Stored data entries
# # # # #

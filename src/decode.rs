//! Type-directed decoding: `Ty` + `Node` → `Value`.
//!
//! Non-union descriptors fail closed at the first incompatible node. Unions
//! try every alternative in declaration order and, when all fail, report
//! each alternative's error under one diagnostic at the outer node.

use std::collections::HashMap;

use indexmap::IndexMap;
use log::trace;

use crate::document::resolve;
use crate::error::{DecodeError, DecodeErrorKind, UnionDecodeError};
use crate::interp::Schema;
use crate::node::{Node, NodeKind, ScalarValue};
use crate::ty::{Prim, RecordTy, Ty};
use crate::value::{RecordValue, Value};

/// What to do with mapping keys that name no field of the record.
#[derive(Debug, Clone, Copy, PartialEq, Eq, Default)]
pub enum UnknownKeys {
    #[default]
    Ignore,
    Deny,
}

pub struct Decoder<'s> {
    schema: &'s Schema,
    unknown_keys: UnknownKeys,
}

// ————————————————————————————————————————————————————————————————————————————
// IMPLEMENTATION
// ————————————————————————————————————————————————————————————————————————————

impl Schema {
    /// Decode `node` against the root descriptor with default policies.
    pub fn decode(&self, node: &Node) -> Result<Value, DecodeError> {
        Decoder::new(self).decode_root(node)
    }
}

impl<'s> Decoder<'s> {
    pub fn new(schema: &'s Schema) -> Self {
        Self { schema, unknown_keys: UnknownKeys::default() }
    }

    pub fn unknown_keys(mut self, policy: UnknownKeys) -> Self {
        self.unknown_keys = policy;
        self
    }

    pub fn decode_root(&self, node: &Node) -> Result<Value, DecodeError> {
        self.decode(&self.schema.root, node)
    }

    pub fn decode(&self, ty: &Ty, node: &Node) -> Result<Value, DecodeError> {
        match ty {
            Ty::Any => Ok(natural(node)),
            Ty::Primitive(p) => primitive(*p, node),
            Ty::List(item) => Ok(Value::List(self.items(ty, item, node)?)),
            Ty::Set(item) => Ok(Value::Set(self.items(ty, item, node)?.into_iter().collect())),
            Ty::VarTuple(item) => Ok(Value::Tuple(self.items(ty, item, node)?)),
            Ty::Tuple(elems) => {
                let items = sequence(ty, node)?;
                if items.len() != elems.len() {
                    return Err(DecodeError::new(
                        DecodeErrorKind::Length {
                            expected: ty.to_string(),
                            expected_len: elems.len(),
                            found_len: items.len(),
                        },
                        node.mark.clone(),
                    ));
                }
                let values = elems
                    .iter()
                    .zip(items)
                    .map(|(elem, item)| self.decode(elem, item))
                    .collect::<Result<Vec<_>, _>>()?;
                Ok(Value::Tuple(values))
            }
            Ty::Mapping { key, value } => {
                let NodeKind::Mapping(entries) = &node.kind else {
                    return Err(DecodeError::mismatch(ty.to_string(), node.kind_name(), node.mark.clone()));
                };
                let mut out = IndexMap::with_capacity(entries.len());
                for (k, v) in entries {
                    // duplicate keys after decoding: last write wins
                    out.insert(self.decode(key, k)?, self.decode(value, v)?);
                }
                Ok(Value::Map(out))
            }
            Ty::Union(alts) => self.union(alts, node),
            Ty::Record(rec) => self.record(rec, node),
            Ty::Unresolved(name) => match self.schema.record(name) {
                Some(rec) => self.record(rec, node),
                None => Err(DecodeError::new(
                    DecodeErrorKind::Unresolved { name: name.clone() },
                    node.mark.clone(),
                )),
            },
        }
    }

    fn items(&self, ty: &Ty, item: &Ty, node: &Node) -> Result<Vec<Value>, DecodeError> {
        sequence(ty, node)?.iter().map(|child| self.decode(item, child)).collect()
    }

    fn union(&self, alts: &[Ty], node: &Node) -> Result<Value, DecodeError> {
        let mut failures = Vec::with_capacity(alts.len());
        for alt in alts {
            match self.decode(alt, node) {
                Ok(value) => {
                    trace!("union alternative `{alt}` matched at line {}", node.mark.line);
                    return Ok(value);
                }
                Err(err) => {
                    trace!("union alternative `{alt}` rejected at line {}", node.mark.line);
                    failures.push((alt.to_string(), err));
                }
            }
        }
        Err(DecodeError::new(
            DecodeErrorKind::Union(UnionDecodeError { alternatives: failures }),
            node.mark.clone(),
        ))
    }

    fn record(&self, rec: &RecordTy, node: &Node) -> Result<Value, DecodeError> {
        let NodeKind::Mapping(entries) = &node.kind else {
            return Err(DecodeError::mismatch(rec.name.clone(), node.kind_name(), node.mark.clone()));
        };

        let mut present: HashMap<&str, &Node> = HashMap::with_capacity(entries.len());
        for (k, v) in entries {
            let name = k.as_scalar().map(|s| s.text.as_str());
            match name {
                Some(name) if rec.field(name).is_some() => {
                    present.insert(name, v);
                }
                _ if self.unknown_keys == UnknownKeys::Deny => {
                    let field = name.map_or_else(|| format!("<{}>", k.kind_name()), str::to_string);
                    return Err(DecodeError::new(
                        DecodeErrorKind::UnknownField { record: rec.name.clone(), field },
                        k.mark.clone(),
                    ));
                }
                _ => {}
            }
        }

        let mut out = RecordValue::new(rec.name.clone());
        for field in &rec.fields {
            let value = match present.get(field.name.as_str()) {
                Some(child) => {
                    let decoded = self.decode(&field.ty, child)?;
                    match &field.converter {
                        None => decoded,
                        Some(conv) => conv.apply(decoded).map_err(|e| {
                            DecodeError::new(
                                DecodeErrorKind::Convert {
                                    record: rec.name.clone(),
                                    field: field.name.clone(),
                                    message: format!("{e:#}"),
                                },
                                child.mark.clone(),
                            )
                        })?,
                    }
                }
                None => match &field.default {
                    Some(default) => default.clone(),
                    None => {
                        return Err(DecodeError::new(
                            DecodeErrorKind::MissingField {
                                record: rec.name.clone(),
                                field: field.name.clone(),
                            },
                            node.mark.clone(),
                        ));
                    }
                },
            };
            out.fields.insert(field.name.clone(), value);
        }
        Ok(Value::Record(out))
    }
}

fn sequence<'n>(ty: &Ty, node: &'n Node) -> Result<&'n [Node], DecodeError> {
    match &node.kind {
        NodeKind::Sequence(items) => Ok(items),
        _ => Err(DecodeError::mismatch(ty.to_string(), node.kind_name(), node.mark.clone())),
    }
}

/// `Any`: the node's own shape, applied recursively.
fn natural(node: &Node) -> Value {
    match &node.kind {
        NodeKind::Scalar(s) => match &s.value {
            ScalarValue::Null => Value::Null,
            ScalarValue::Bool(b) => Value::Bool(*b),
            ScalarValue::Int(i) => Value::Int(*i),
            ScalarValue::Float(x) => Value::float(*x),
            ScalarValue::Str(text) => Value::Str(text.clone()),
        },
        NodeKind::Sequence(items) => Value::List(items.iter().map(natural).collect()),
        NodeKind::Mapping(entries) => {
            Value::Map(entries.iter().map(|(k, v)| (natural(k), natural(v))).collect())
        }
    }
}

fn primitive(prim: Prim, node: &Node) -> Result<Value, DecodeError> {
    let Some(scalar) = node.as_scalar() else {
        return Err(DecodeError::mismatch(prim.name(), node.kind_name(), node.mark.clone()));
    };
    let value = match (prim, &scalar.value) {
        (Prim::Null, ScalarValue::Null) => Some(Value::Null),

        (Prim::Bool, ScalarValue::Bool(b)) => Some(Value::Bool(*b)),
        (Prim::Bool, ScalarValue::Int(i @ (0 | 1))) => Some(Value::Bool(*i == 1)),
        (Prim::Bool, ScalarValue::Str(s)) => resolve::parse_bool(s.trim()).map(Value::Bool),

        (Prim::Int, ScalarValue::Int(i)) => Some(Value::Int(*i)),
        (Prim::Int, ScalarValue::Str(s)) => resolve::parse_int(s).map(Value::Int),

        (Prim::Float, ScalarValue::Float(x)) => Some(Value::float(*x)),
        (Prim::Float, ScalarValue::Int(i)) => Some(Value::float(*i as f64)),
        (Prim::Float, ScalarValue::Str(s)) => resolve::parse_float(s).map(Value::float),

        // any scalar, as written
        (Prim::Str, _) => Some(Value::Str(scalar.text.clone())),
        _ => None,
    };
    value.ok_or_else(|| DecodeError::mismatch(prim.name(), scalar.describe(), node.mark.clone()))
}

# # # # #

Copy out every line in the entries above that holds "DecodeErrorKind".

• Solution:
use crate::error::{DecodeError, DecodeErrorKind, UnionDecodeError};
                        DecodeErrorKind::Length {
                    DecodeErrorKind::Unresolved { name: name.clone() },
            DecodeErrorKind::Union(UnionDecodeError { alternatives: failures }),
                        DecodeErrorKind::UnknownField { record: rec.name.clone(), field },
                                DecodeErrorKind::Convert {
                            DecodeErrorKind::MissingField {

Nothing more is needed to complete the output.